Stop it! he thought. No one has won anything yet! She had polished off most of her food, so he ordered another round, a large one that she could squirrel away and live off for the next few days, in case she just decided to hunker down and wait for Reaper to die. It was a good plan, low risk to her and inevitable if he stayed on his current course of rejecting all sustenance. But what if he didn’t? What if he regained his senses and decided to eat the nearly unlimited sponsor gifts that Clemensia could provide him with? Then it would come down to a physical matchup again, and Lucy Gray would be at a real disadvantage unless she was packing more snakes.
When the drones had delivered her supplies, Lucy Gray sorted them and stowed them in her pockets. They hadn’t seemed spacious enough to hold all the food and drink along with another snake, but she was awfully clever. He hadn’t even seen her remove the snake that killed Treech.
Festus brought Coriolanus and Clemensia sandwiches at lunch, but they were both too nervous to eat. The rest of the students ate in their seats, not wanting to miss a moment. Coriolanus could hear whispered yet passionate debates over who would win the day. He could never remember people caring in the past.

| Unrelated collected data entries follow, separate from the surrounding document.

mod commands;
mod input;
mod output;

use clap::{Parser, Subcommand, ValueEnum};
use colored::Colorize;
use std::process;

use commands::run::RunArgs;

/// Monthly group consolidation and intercompany reconciliation
#[derive(Parser)]
#[command(
    name = "conso",
    version,
    about = "Monthly group consolidation and intercompany reconciliation",
    long_about = "Runs the monthly group consolidation with decimal precision: \
                  chart-of-accounts mapping, intercompany eliminations, \
                  business-unit allocation, payroll capitalization split, \
                  IFRS 16 lease reclassification and statement assembly."
)]
struct Cli {
    #[command(subcommand)]
    command: Commands,

    /// Output format
    #[arg(long, default_value = "json", global = true)]
    output: OutputFormat,
}

#[derive(Subcommand)]
enum Commands {
    /// Run the full consolidation for one period
    Run(RunArgs),
    /// Run only the intercompany reconciliation and mapping alerts
    Reconcile(RunArgs),
    /// Print version information
    Version,
}

#[derive(Debug, Clone, ValueEnum)]
pub enum OutputFormat {
    Json,
    Table,
    Csv,
}

fn main() {
    if atty::isnt(atty::Stream::Stdout) {
        colored::control::set_override(false);
    }

    let cli = Cli::parse();

    let result: Result<serde_json::Value, Box<dyn std::error::Error>> = match cli.command {
        Commands::Run(args) => commands::run::run(args),
        Commands::Reconcile(args) => commands::reconcile::run(args),
        Commands::Version => {
            println!("conso {}", env!("CARGO_PKG_VERSION"));
            return;
        }
    };

    match result {
        Ok(value) => {
            output::format_output(&cli.output, &value);
            process::exit(0);
        }
        Err(e) => {
            eprintln!("{}: {}", "error".red().bold(), e);
            process::exit(1);
        }
    }
}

The beating sun began to dry out the arena, soaking up the shallow puddles and leaving only a few deep enough to drink from. Lucy Gray rested on a bit of rubble, her skirt spread out to catch the rays. The lull brought out Lucky, who gave a detailed weather forecast, including a heat advisory and tips to avoid related cramps, exhaustion, and stroke. The line at the lemonade stand outside the arena stretched long, and people hid under umbrellas or crammed into precious bits of shade. Even the dependable coolness of Heavensbee Hall failed, so students stripped off their jackets and fanned themselves with notebooks. By midafternoon, the school had made fruit punch available, which gave a festive feel to the event.